These terms and conditions (“Agreement”) govern your use of services provided by Smart Event Management (“Business”), including event management, live streaming, audio visual hire, and production services. By engaging our services, you acknowledge that you have read, understood, and agreed to be bound by this Agreement.
1.1. “(The) Business” or “Smart Event Management” – JOSHUA ROBERT SMART, Trading as Smart Event Management (ABN 32 950 945 817)
1.2. “(The) Client” – the Organisation or Person engaging the services of Smart Event Management
1.3. “Event” – a function, event, production, performance, concert, conference, gathering, meeting, occasion or any other activity for which Smart Event Management is engaged to perform services
1.4. “Event Date” – the date of the first day of the event
1.5. “Venue” – the space where the event is to take place
1.6. “Property” – any property being used, hired, borrowed, loaned as well as any other property that is owned or cross-hired by Smart Event Management including buildings, vehicles and equipment from other businesses
1.7. “Invitees” – anyone who attends an event, whether or not expressly invited
2.1. Smart Event Management agrees to provide event management, live streaming, audio visual hire, and production services as agreed upon in writing with the Client.
2.2. The scope of services, including deliverables, timelines, and pricing, will be outlined in a separate agreement or proposal between the parties, usually in the form of a quotation.
3. Payment Terms
3.1. The Client agrees to pay Smart Event Management for the services rendered.

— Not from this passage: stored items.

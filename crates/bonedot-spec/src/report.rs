//! Batch reports.
//!
//! Batch operations (cutting every selected sprite, exporting every selected
//! armature) never abort on the first failure. Each object gets an entry with
//! its outcome, and the report as a whole is `ok` only when nothing failed.

use serde::{Deserialize, Serialize};

use crate::error::{BackendError, ErrorCode};

/// Outcome for a single object.
#[derive(Debug, Clone, Copy, PartialEq, Eq, Serialize, Deserialize)]
#[serde(rename_all = "snake_case")]
pub enum ObjectStatus {
    /// The operation completed.
    Finished,
    /// Degenerate input; the object was left untouched.
    Skipped,
    /// Invalid input or a host failure; the operation was cancelled for this object.
    Cancelled,
}

/// Error entry in a report.
#[derive(Debug, Clone, PartialEq, Eq, Serialize, Deserialize)]
#[serde(deny_unknown_fields)]
pub struct ReportError {
    /// Shared error code (e.g., "E011").
    pub code: String,
    /// Backend-specific code (e.g., "SILHOUETTE_009").
    #[serde(skip_serializing_if = "Option::is_none")]
    pub backend_code: Option<String>,
    /// Human-readable error message.
    pub message: String,
}

impl ReportError {
    /// Creates a new report error.
    pub fn new(code: ErrorCode, message: impl Into<String>) -> Self {
        Self {
            code: code.code().to_string(),
            backend_code: None,
            message: message.into(),
        }
    }

    /// Converts a backend error to a report error.
    pub fn from_backend<E: BackendError>(err: &E) -> Self {
        Self {
            code: err.error_code().code().to_string(),
            backend_code: Some(err.code().to_string()),
            message: err.message(),
        }
    }
}

/// Report entry for one object.
#[derive(Debug, Clone, PartialEq, Eq, Serialize, Deserialize)]
pub struct ObjectReport {
    /// Object name.
    pub object: String,
    /// Outcome.
    pub status: ObjectStatus,
    /// Why the object was skipped or cancelled.
    #[serde(skip_serializing_if = "Option::is_none")]
    pub error: Option<ReportError>,
}

/// Report for a batch operation.
#[derive(Debug, Clone, Default, PartialEq, Eq, Serialize, Deserialize)]
pub struct BatchReport {
    /// True when no object was skipped or cancelled.
    pub ok: bool,
    /// One entry per processed object, in processing order.
    pub entries: Vec<ObjectReport>,
}

impl BatchReport {
    /// Creates an empty (successful) report.
    pub fn new() -> Self {
        Self {
            ok: true,
            entries: Vec::new(),
        }
    }

    /// Records a finished object.
    pub fn finished(&mut self, object: impl Into<String>) {
        self.entries.push(ObjectReport {
            object: object.into(),
            status: ObjectStatus::Finished,
            error: None,
        });
    }

    /// Records a failed object. Degenerate-geometry codes are recorded as
    /// skipped, everything else as cancelled.
    pub fn failed(&mut self, object: impl Into<String>, error: ReportError) {
        let status = if error_is_degenerate(&error.code) {
            ObjectStatus::Skipped
        } else {
            ObjectStatus::Cancelled
        };
        self.ok = false;
        self.entries.push(ObjectReport {
            object: object.into(),
            status,
            error: Some(error),
        });
    }

    /// Records a failed object from a backend error.
    pub fn failed_with<E: BackendError>(&mut self, object: impl Into<String>, err: &E) {
        self.failed(object, ReportError::from_backend(err));
    }

    /// Number of finished objects.
    pub fn finished_count(&self) -> usize {
        self.count(ObjectStatus::Finished)
    }

    /// Number of entries with the given status.
    pub fn count(&self, status: ObjectStatus) -> usize {
        self.entries.iter().filter(|e| e.status == status).count()
    }

    /// Finds the entry for an object.
    pub fn entry(&self, object: &str) -> Option<&ObjectReport> {
        self.entries.iter().find(|e| e.object == object)
    }
}

fn error_is_degenerate(code: &str) -> bool {
    [
        ErrorCode::EmptyContour,
        ErrorCode::DegeneratePolygon,
        ErrorCode::FaceConstructionFailed,
    ]
    .iter()
    .any(|c| c.code() == code)
}

#[cfg(test)]
mod tests {
    use super::*;

    #[test]
    fn test_empty_report_is_ok() {
        let report = BatchReport::new();
        assert!(report.ok);
        assert!(report.entries.is_empty());
    }

    #[test]
    fn test_status_from_code() {
        let mut report = BatchReport::new();
        report.finished("a");
        report.failed("b", ReportError::new(ErrorCode::DegeneratePolygon, "2 points"));
        report.failed("c", ReportError::new(ErrorCode::PackedImage, "packed"));

        assert!(!report.ok);
        assert_eq!(report.finished_count(), 1);
        assert_eq!(report.entry("b").unwrap().status, ObjectStatus::Skipped);
        assert_eq!(report.entry("c").unwrap().status, ObjectStatus::Cancelled);
    }

    #[test]
    fn test_report_json_shape() {
        let mut report = BatchReport::new();
        report.failed("b", ReportError::new(ErrorCode::EmptyContour, "empty"));
        let json = serde_json::to_value(&report).unwrap();
        assert_eq!(json["entries"][0]["status"], "skipped");
        assert_eq!(json["entries"][0]["error"]["code"], "E010");
        assert!(json["entries"][0]["error"].get("backend_code").is_none());
    }
}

3.2. Payment terms, including deposit requirements, invoicing schedule, and accepted payment methods, will be specified in the separate agreement or proposal.
3.3. In the event of non-payment or late payment, Smart Event Management reserves the right to suspend or terminate services and charge late fees to the Client.
3.4. The default late fee is 10% per annum after the due date of the invoice, calculated monthly.
4. Cancellation and Rescheduling
4.1. If the Client wishes to cancel or reschedule an Event, a written notice must be provided to Smart Event Management within a reasonable timeframe.
4.2. The Client acknowledges that cancellation or rescheduling may incur additional fees or charges, as outlined in the separate agreement or proposal.
5. Loss or Damage
5.1. The client must pay, assume liability for, and indemnify Smart Event Management against any loss or damage occasioned to the property caused by the client, anyone connected with the client or any invitee, or any loss or damage occasioned during the clients use of the property or responsibility for the same.
5.2. The client must return the property at the conclusion of the agreed hire period unless other arrangements have been made in writing with Smart Event Management.
6. Intellectual Property
6.1. All intellectual property rights, including copyrights and trademarks, associated with the services provided by Smart Event Management, shall remain the property of the Business, unless otherwise agreed upon in writing.
6.2. The Client agrees not to reproduce, distribute, modify, or use any intellectual property owned by Smart Event Management without prior written consent.
7. Limitation of Liability
7.1. Smart Event Management will exercise reasonable care and skill in providing its services. However, the Company shall not be liable for any direct, indirect, incidental, consequential, or special damages arising out of or in connection with the services rendered, including but not limited to delays, technical issues, or errors in live streaming, audio visual, or event production.
8.1. Both parties agree to keep confidential any proprietary or sensitive information disclosed during the engagement.
8.2. The obligation of confidentiality shall survive the termination of this Agreement.
9. Governing Law and Jurisdiction
9.1. This Agreement shall be governed by and construed in accordance with the laws of South Australia.
9.2. Any disputes arising out of or relating to this Agreement shall be subject to the exclusive jurisdiction of the courts of South Australia.
10. Entire Agreement
10.1. This Agreement constitutes the entire understanding between the parties regarding the subject matter herein and supersedes all prior agreements, whether written or oral.
10.2. No modification or amendment to this Agreement shall be valid unless agreed upon in writing by both parties.